Read the records below. Copy each line where the string "Expensive" occurs.

» **Stored data entries**:
== Segment start ==
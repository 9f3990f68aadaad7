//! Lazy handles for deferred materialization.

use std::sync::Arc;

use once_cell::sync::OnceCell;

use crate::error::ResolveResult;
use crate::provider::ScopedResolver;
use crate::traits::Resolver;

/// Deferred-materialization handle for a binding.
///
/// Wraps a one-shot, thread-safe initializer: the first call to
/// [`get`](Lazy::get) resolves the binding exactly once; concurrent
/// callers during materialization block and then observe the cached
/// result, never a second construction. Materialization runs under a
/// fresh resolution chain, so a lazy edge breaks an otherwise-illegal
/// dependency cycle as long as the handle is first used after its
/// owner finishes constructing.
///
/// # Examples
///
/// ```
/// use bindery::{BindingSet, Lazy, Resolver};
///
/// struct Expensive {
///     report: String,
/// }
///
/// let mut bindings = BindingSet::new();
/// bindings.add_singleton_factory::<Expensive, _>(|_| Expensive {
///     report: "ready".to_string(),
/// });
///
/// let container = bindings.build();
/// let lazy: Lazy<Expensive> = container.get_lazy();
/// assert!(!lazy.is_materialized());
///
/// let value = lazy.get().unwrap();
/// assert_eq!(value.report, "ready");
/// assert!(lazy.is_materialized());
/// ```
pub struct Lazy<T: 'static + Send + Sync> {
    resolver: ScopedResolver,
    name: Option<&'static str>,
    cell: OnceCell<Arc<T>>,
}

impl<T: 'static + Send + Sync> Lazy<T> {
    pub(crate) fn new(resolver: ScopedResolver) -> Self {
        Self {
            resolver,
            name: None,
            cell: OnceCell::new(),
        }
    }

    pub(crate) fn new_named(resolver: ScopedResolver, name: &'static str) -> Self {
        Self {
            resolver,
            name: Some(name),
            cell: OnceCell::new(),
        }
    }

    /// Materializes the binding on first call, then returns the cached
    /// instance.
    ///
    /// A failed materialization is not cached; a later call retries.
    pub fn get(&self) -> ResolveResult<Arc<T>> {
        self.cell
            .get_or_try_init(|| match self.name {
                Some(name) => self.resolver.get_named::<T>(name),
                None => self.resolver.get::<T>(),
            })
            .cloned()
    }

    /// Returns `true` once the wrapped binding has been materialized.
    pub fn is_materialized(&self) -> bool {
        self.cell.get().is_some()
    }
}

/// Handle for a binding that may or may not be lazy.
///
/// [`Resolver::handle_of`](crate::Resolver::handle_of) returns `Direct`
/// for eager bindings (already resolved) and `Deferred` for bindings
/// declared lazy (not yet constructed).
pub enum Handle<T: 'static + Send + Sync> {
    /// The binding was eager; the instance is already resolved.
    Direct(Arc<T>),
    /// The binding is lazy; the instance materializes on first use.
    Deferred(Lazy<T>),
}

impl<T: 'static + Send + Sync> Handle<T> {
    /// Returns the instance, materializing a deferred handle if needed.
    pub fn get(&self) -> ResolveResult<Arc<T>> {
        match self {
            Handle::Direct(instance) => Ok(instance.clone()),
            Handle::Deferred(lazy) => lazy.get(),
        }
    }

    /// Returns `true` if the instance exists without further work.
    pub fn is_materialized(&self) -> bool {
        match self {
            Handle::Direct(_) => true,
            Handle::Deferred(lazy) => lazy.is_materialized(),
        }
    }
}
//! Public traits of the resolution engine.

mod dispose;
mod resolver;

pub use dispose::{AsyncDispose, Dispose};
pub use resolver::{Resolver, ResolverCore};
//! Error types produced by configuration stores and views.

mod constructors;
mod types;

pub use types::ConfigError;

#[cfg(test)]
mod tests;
== Segment end ==
» **Written response**:
/// struct Expensive {
/// bindings.add_singleton_factory::<Expensive, _>(|_| Expensive {
/// let lazy: Lazy<Expensive> = container.get_lazy();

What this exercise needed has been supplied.